| ABOUT THIS TASK |
What do the lines say from the one containing "locale, if any" to the end of the records? Restate them word for word, and only those.
****
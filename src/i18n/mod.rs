//! i18n - Internationalization Module
//!
//! Provides simple translation functions using HashMap-based lookups.
//! The marketing copy itself (hero text, feature cards, stat tiles) is
//! canonical Japanese display data and lives in `domain::content`; only
//! the chrome labels go through this table.

use std::collections::HashMap;
use std::sync::OnceLock;

use gpui::SharedString;

/// Supported locales
#[derive(Debug, Clone, Copy, PartialEq, Eq, Hash, Default)]
pub enum Locale {
    /// Japanese
    #[default]
    JaJP,
    /// English (US)
    EnUS,
}

impl Locale {
    /// Get display name
    pub fn display_name(&self) -> &'static str {
        match self {
            Locale::JaJP => "日本語",
            Locale::EnUS => "English",
        }
    }

    /// Short tag used in the preferences file
    pub fn tag(&self) -> &'static str {
        match self {
            Locale::JaJP => "ja-JP",
            Locale::EnUS => "en-US",
        }
    }
}

/// Map a BCP 47 language tag onto a supported locale.
pub fn locale_from_tag(tag: &str) -> Locale {
    if tag.starts_with("en") {
        Locale::EnUS
    } else {
        Locale::JaJP
    }
}

/// Detect the system locale at startup.
pub fn detect_locale() -> Locale {
    let current = locale_config::Locale::current().to_string();
    locale_from_tag(&current)
}

/// Translation resources
static TRANSLATIONS: OnceLock<HashMap<&'static str, (&'static str, &'static str)>> = OnceLock::new();

/// Initialize translations (key -> (ja, en))
fn init_translations() -> HashMap<&'static str, (&'static str, &'static str)> {
    let mut map = HashMap::new();

    // App
    map.insert("app-title", ("LoL Meta AI", "LoL Meta AI"));

    // Navigation
    map.insert("nav-analysis", ("分析", "Analysis"));
    map.insert("nav-champions", ("チャンピオン", "Champions"));
    map.insert("nav-pro-scene", ("プロシーン", "Pro Scene"));
    map.insert("nav-rankings", ("ランキング", "Rankings"));

    // Search bar
    map.insert(
        "search-placeholder",
        ("サモナー名、チャンピオン名で検索...", "Search summoners or champions..."),
    );
    map.insert("action-search", ("検索", "Search"));

    // Call-to-action buttons
    map.insert("action-start-analysis", ("AI分析を開始", "Start AI Analysis"));
    map.insert("action-view-demo", ("デモを見る", "View Demo"));

    // Footer
    map.insert(
        "footer-copyright",
        (
            "© 2024 LoL Meta AI. League of Legends AI分析プラットフォーム",
            "© 2024 LoL Meta AI. League of Legends AI Analytics Platform",
        ),
    );
    map.insert(
        "footer-disclaimer",
        (
            "Riot Games公式ではありません。League of LegendsはRiot Games, Inc.の商標です。",
            "Not affiliated with Riot Games. League of Legends is a trademark of Riot Games, Inc.",
        ),
    );

    map
}

/// Get translations
fn translations() -> &'static HashMap<&'static str, (&'static str, &'static str)> {
    TRANSLATIONS.get_or_init(init_translations)
}

/// Translate a key
pub fn t(locale: Locale, key: &str) -> SharedString {
    if let Some(&(ja, en)) = translations().get(key) {
        match locale {
            Locale::JaJP => SharedString::from(ja),
            Locale::EnUS => SharedString::from(en),
        }
    } else {
        // Fallback: return the key itself
        SharedString::from(key.to_string())
    }
}

#[cfg(test)]
mod tests {
    use super::*;

    #[test]
    fn translate_known_key() {
        assert_eq!(t(Locale::JaJP, "action-search"), "検索");
        assert_eq!(t(Locale::EnUS, "action-search"), "Search");
    }

    #[test]
    fn translate_unknown_key_falls_back_to_key() {
        assert_eq!(t(Locale::JaJP, "no-such-key"), "no-such-key");
    }

    #[test]
    fn locale_from_tag_maps_english_and_defaults_to_japanese() {
        assert_eq!(locale_from_tag("en-US"), Locale::EnUS);
        assert_eq!(locale_from_tag("en"), Locale::EnUS);
        assert_eq!(locale_from_tag("ja-JP"), Locale::JaJP);
        assert_eq!(locale_from_tag("fr-FR"), Locale::JaJP);
    }

    #[test]
    fn locale_tag_round_trips() {
        for locale in [Locale::JaJP, Locale::EnUS] {
            assert_eq!(locale_from_tag(locale.tag()), locale);
        }
    }
}
//! AppEntities - Global Entity Handles
//!
//! All global GPUI entities are collected here for easy access and
//! management. State is split by update frequency: the search text changes
//! on every keystroke, the locale almost never.

use gpui::{App, AppContext, Entity, Global};

use crate::state::{i18n_state::I18nState, search_state::SearchState};

/// Collection of all global Entity handles
#[derive(Clone)]
pub struct AppEntities {
    /// Search query text (the only view state)
    pub search: Entity<SearchState>,
    /// Internationalization state
    pub i18n: Entity<I18nState>,
}

impl Global for AppEntities {}

impl AppEntities {
    /// Initialize all entities with default values
    pub fn init(cx: &mut App) -> Self {
        Self {
            search: cx.new(|_| SearchState::new()),
            i18n: cx.new(|_| I18nState::default()),
        }
    }
}
//! UiPrefs - Persisted UI Preferences
//!
//! Only chrome preferences are stored; view state such as the search text
//! is never persisted.

use serde::{Deserialize, Serialize};

use crate::i18n::{locale_from_tag, Locale};

/// UI preferences stored in the platform data directory
#[derive(Debug, Clone, Default, Serialize, Deserialize)]
pub struct UiPrefs {
    /// BCP 47 tag of the chosen chrome language, if the user picked one
    pub language: Option<String>,
}

impl UiPrefs {
    /// Create preferences recording the given locale
    pub fn with_locale(locale: Locale) -> Self {
        Self {
            language: Some(locale.tag().to_string()),
        }
    }

    /// The stored locale, if any
    pub fn locale(&self) -> Option<Locale> {
        self.language.as_deref().map(locale_from_tag)
    }
}

#[cfg(test)]
mod tests {
    use super::*;

    #[test]
    fn default_prefs_store_no_locale() {
        assert_eq!(UiPrefs::default().locale(), None);
    }

    #[test]
    fn locale_survives_serde_round_trip() {
        let prefs = UiPrefs::with_locale(Locale::EnUS);
        let json = serde_json::to_string(&prefs).expect("serialize");
        let back: UiPrefs = serde_json::from_str(&json).expect("deserialize");
        assert_eq!(back.locale(), Some(Locale::EnUS));
    }
}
****
| REPLY TO THE EXERCISE |
    /// The stored locale, if any
    pub fn locale(&self) -> Option<Locale> {
        self.language.as_deref().map(locale_from_tag)
    }
}

#[cfg(test)]
mod tests {
    use super::*;

    #[test]
    fn default_prefs_store_no_locale() {
        assert_eq!(UiPrefs::default().locale(), None);
    }

    #[test]
    fn locale_survives_serde_round_trip() {
        let prefs = UiPrefs::with_locale(Locale::EnUS);
        let json = serde_json::to_string(&prefs).expect("serialize");
        let back: UiPrefs = serde_json::from_str(&json).expect("deserialize");
        assert_eq!(back.locale(), Some(Locale::EnUS));
    }
}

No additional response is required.